Segundo Freeeman (2001, p. 123), as previsões sobre direções gerais e mudanças técnicas são mais confiáveis que sobre firmas ou projetos individuais. Dizer que o setor de informação e comunicação continuará a crescer é uma perspectiva segura, mesmo que existam experiências cíclicas e projetos ou firmas isoladas possam entrar em colapso. Desta forma, o governo pode agir sobre estas perspectivas.

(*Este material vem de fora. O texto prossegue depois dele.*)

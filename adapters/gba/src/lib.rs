#![deny(
    unsafe_code,
    missing_docs,
    dead_code,
    unused_results,
    non_snake_case,
    unreachable_pub
)]

//! Register-level display adapter for the handheld console.
//!
//! [`GbaDisplay`] translates the display contract into scanline polling,
//! object attribute writes, 15-bit palette entries and 4bpp tile uploads.
//! All register traffic goes through the [`Registers`] trait so the encoding
//! can be exercised off-device; [`MemoryMapped`] is the on-device
//! implementation.

mod control;
mod memory;

use bit_field::BitField;
use sprite_chase_core::Buttons;
use sprite_chase_display::{DisplayAdapter, PaletteSlot, Rgb, SpriteId, TilePattern};

pub use control::DisplayControl;
pub use memory::MemoryMapped;

/// Number of scanlines drawn before vertical blanking begins.
pub const VISIBLE_LINES: u16 = 160;

/// Total scanlines per refresh, blanking included.
pub const TOTAL_LINES: u16 = 228;

/// Bits of the key register that carry a button.
pub const KEY_MASK: u16 = 0x03FF;

/// First object tile used for sprites; each sprite reserves four tiles.
const FIRST_SPRITE_TILE: u16 = 1;
const TILES_PER_SPRITE: u16 = 4;

/// Converts the active-low key register into a pressed-button mask.
#[must_use]
pub fn pressed_buttons(raw: u16) -> Buttons {
    Buttons::from_bits_truncate(!raw & KEY_MASK)
}

/// Tile index shown by `sprite`. The controlled sprite uses tile 1, the
/// target tile 5.
#[must_use]
pub fn sprite_tile(sprite: SpriteId) -> u16 {
    FIRST_SPRITE_TILE + TILES_PER_SPRITE * u16::from(sprite.index())
}

/// 15-bit BGR color as stored in palette memory.
#[derive(Clone, Copy, Debug, Default, PartialEq, Eq, Hash)]
pub struct Rgb15(u16);

impl Rgb15 {
    /// Packs five-bit channels as `r | g << 5 | b << 10`. Excess bits are dropped.
    #[must_use]
    pub fn from_channels(red: u16, green: u16, blue: u16) -> Self {
        let mut value = 0_u16;
        let _ = value.set_bits(0..5, red & 0x1f);
        let _ = value.set_bits(5..10, green & 0x1f);
        let _ = value.set_bits(10..15, blue & 0x1f);
        Self(value)
    }

    /// Raw register value.
    #[must_use]
    pub const fn bits(self) -> u16 {
        self.0
    }
}

impl From<Rgb> for Rgb15 {
    fn from(color: Rgb) -> Self {
        Self::from_channels(
            u16::from(color.red >> 3),
            u16::from(color.green >> 3),
            u16::from(color.blue >> 3),
        )
    }
}

/// First three attribute words of an object entry.
#[derive(Clone, Copy, Debug, Default, PartialEq, Eq, Hash)]
pub struct ObjectAttributes {
    /// Y coordinate, shape and mode bits.
    pub attr0: u16,
    /// X coordinate, size and flip bits.
    pub attr1: u16,
    /// Tile index, priority and palette bank.
    pub attr2: u16,
}

impl ObjectAttributes {
    /// Vertical coordinate held in `attr0`.
    #[must_use]
    pub fn y(&self) -> u16 {
        self.attr0.get_bits(0..8)
    }

    /// Horizontal coordinate held in `attr1`.
    #[must_use]
    pub fn x(&self) -> u16 {
        self.attr1.get_bits(0..9)
    }

    /// Tile index held in `attr2`.
    #[must_use]
    pub fn tile(&self) -> u16 {
        self.attr2.get_bits(0..10)
    }

    /// Replaces the coordinates, leaving every other attribute bit intact.
    ///
    /// Coordinates wrap to the field widths (8 bits for y, 9 bits for x).
    #[must_use]
    pub fn with_position(mut self, x: u32, y: u32) -> Self {
        let x = u16::try_from(x & 0x1ff).unwrap_or_default();
        let y = u16::try_from(y & 0xff).unwrap_or_default();
        let _ = self.attr1.set_bits(0..9, x);
        let _ = self.attr0.set_bits(0..8, y);
        self
    }

    /// Replaces the tile index, leaving priority and palette bank intact.
    #[must_use]
    pub fn with_tile(mut self, tile: u16) -> Self {
        let _ = self.attr2.set_bits(0..10, tile & 0x3ff);
        self
    }
}

/// Register surface the adapter drives.
pub trait Registers {
    /// Current scanline.
    fn vcount(&mut self) -> u16;

    /// Raw, active-low key register.
    fn key_input(&mut self) -> u16;

    /// Writes the display control register.
    fn set_display_control(&mut self, control: DisplayControl);

    /// Reads an object attribute entry.
    fn object(&mut self, index: u8) -> ObjectAttributes;

    /// Writes an object attribute entry.
    fn set_object(&mut self, index: u8, attributes: ObjectAttributes);

    /// Writes an object palette entry.
    fn set_object_palette(&mut self, index: u8, color: Rgb15);

    /// Writes one 4bpp object tile, one word per row.
    fn set_object_tile(&mut self, tile: u16, rows: &[u32; 8]);
}

/// Display adapter backed by console registers.
#[derive(Debug)]
pub struct GbaDisplay<R> {
    registers: R,
}

impl<R: Registers> GbaDisplay<R> {
    /// Enables objects with one-dimensional tile mapping and wraps `registers`.
    pub fn new(mut registers: R) -> Self {
        registers
            .set_display_control(DisplayControl::OBJECTS | DisplayControl::OBJECT_1D_MAPPING);
        Self { registers }
    }

    /// Underlying registers.
    #[must_use]
    pub fn registers(&self) -> &R {
        &self.registers
    }

    /// Releases the underlying registers.
    #[must_use]
    pub fn into_registers(self) -> R {
        self.registers
    }
}

impl<R: Registers> DisplayAdapter for GbaDisplay<R> {
    fn wait_for_blanking_boundary_start(&mut self) {
        while self.registers.vcount() >= VISIBLE_LINES {
            core::hint::spin_loop();
        }
    }

    fn wait_for_blanking_boundary_end(&mut self) {
        while self.registers.vcount() < VISIBLE_LINES {
            core::hint::spin_loop();
        }
    }

    fn read_raw_input(&mut self) -> Buttons {
        pressed_buttons(self.registers.key_input())
    }

    fn set_sprite_position(&mut self, sprite: SpriteId, x: u32, y: u32) {
        let index = sprite.index();
        let attributes = self.registers.object(index).with_position(x, y);
        self.registers.set_object(index, attributes);
    }

    fn set_palette_color(&mut self, slot: PaletteSlot, color: Rgb) {
        self.registers
            .set_object_palette(slot.index(), Rgb15::from(color));
    }

    fn init_sprite_tile(&mut self, sprite: SpriteId, pattern: &TilePattern) {
        let tile = sprite_tile(sprite);
        self.registers.set_object_tile(tile, &pattern.rows_4bpp());
        self.registers
            .set_object(sprite.index(), ObjectAttributes::default().with_tile(tile));
    }
}

#[cfg(test)]
mod tests {
    use super::*;

    #[test]
    fn palette_colors_pack_five_bit_channels() {
        assert_eq!(Rgb15::from(Rgb::WHITE).bits(), 0x7fff);
        assert_eq!(Rgb15::from(Rgb::RED).bits(), 0x001f);
        assert_eq!(Rgb15::from_channels(0, 0x1f, 0).bits(), 0x03e0);
    }

    #[test]
    fn key_register_is_active_low() {
        assert_eq!(pressed_buttons(0x03ff), Buttons::empty());
        assert_eq!(pressed_buttons(0x03ff & !0x0040), Buttons::UP);
        assert_eq!(
            pressed_buttons(0xffff & !(0x0010 | 0x0001)),
            Buttons::RIGHT | Buttons::A
        );
    }

    #[test]
    fn position_write_preserves_other_attribute_bits() {
        let attributes = ObjectAttributes {
            attr0: 0x2000 | 0x00aa,
            attr1: 0x4000 | 0x01ff,
            attr2: 5,
        }
        .with_position(56, 16);

        assert_eq!(attributes.attr0, 0x2000 | 16);
        assert_eq!(attributes.attr1, 0x4000 | 56);
        assert_eq!(attributes.attr2, 5);
        assert_eq!((attributes.x(), attributes.y()), (56, 16));
    }

    #[test]
    fn sprites_use_tiles_one_and_five() {
        assert_eq!(sprite_tile(SpriteId::CONTROLLED), 1);
        assert_eq!(sprite_tile(SpriteId::TARGET), 5);
    }
}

Apesar do papel do governo poder ser visto de maneiras diferentes, o debate entre liberalismo (laissez faire) e intervencionismo obscurece a complexidade da ação governamental. A OCDE, por exemplo, admite que a emergência de SI tende a ser um processo induzido pelo mercado com pouca interferência do governo (OCDE, 1999, p. 16-17). Ao mesmo tempo utiliza, em publicação de 1999, a abordagem do SI buscando identificar oportunidades de investimento em regiões, necessidades de infra-estrutura e formas de melhorar o gasto em ciência e tecnologia. Aponta quatro razões para a participação do governo no fortalecimento ou no estímulo ao aparecimento de SI. As duas primeiras focam a importância da ação governamental na criação de condições estruturais para o funcionamento mais harmonioso dos mercados e no auxílio à geração de externalidades associadas com P&D e com a criação de conhecimento. A terceira enfatiza que o governo por si é um importante ator em algumas partes da economia principalmente na proposição de desafios às firmas como gerando demanda para projetos. Por fim, o governo pode agir procurando remover imperfeições sistemáticas em seus SI. Observa-se que, diferentemente do caso brasileiro, nos sistemas nacionais de inovação dos EUA e do Japão existiu uma continuidade de políticas, fortemente baseadas em criação de infra-estrutura e investimento em educação, que favoreceram o desenvolvimento de suas capacidades tecnológicas. A cumulatividade do aprendizado impõe um desafio maior a países como o Brasil que iniciam seus esforços sob condições mais precárias, uma vez que as possibilidades de desenvolvimento tecnológico dependem em parte das tecnologias já em uso. A história pode sugerir evidências, certamente não conclusivas, para interpretar os dias de hoje. No caso dos países subdesenvolvidos como o Brasil, a abordagem do sistema de inovação pode ser vista como uma forma de realizar pesquisas nos âmbitos nacional, regional e setorial que forneçam informações preciosas para guiar uma política tecnológica que possa auxiliar a conquista de uma situação econômica melhor.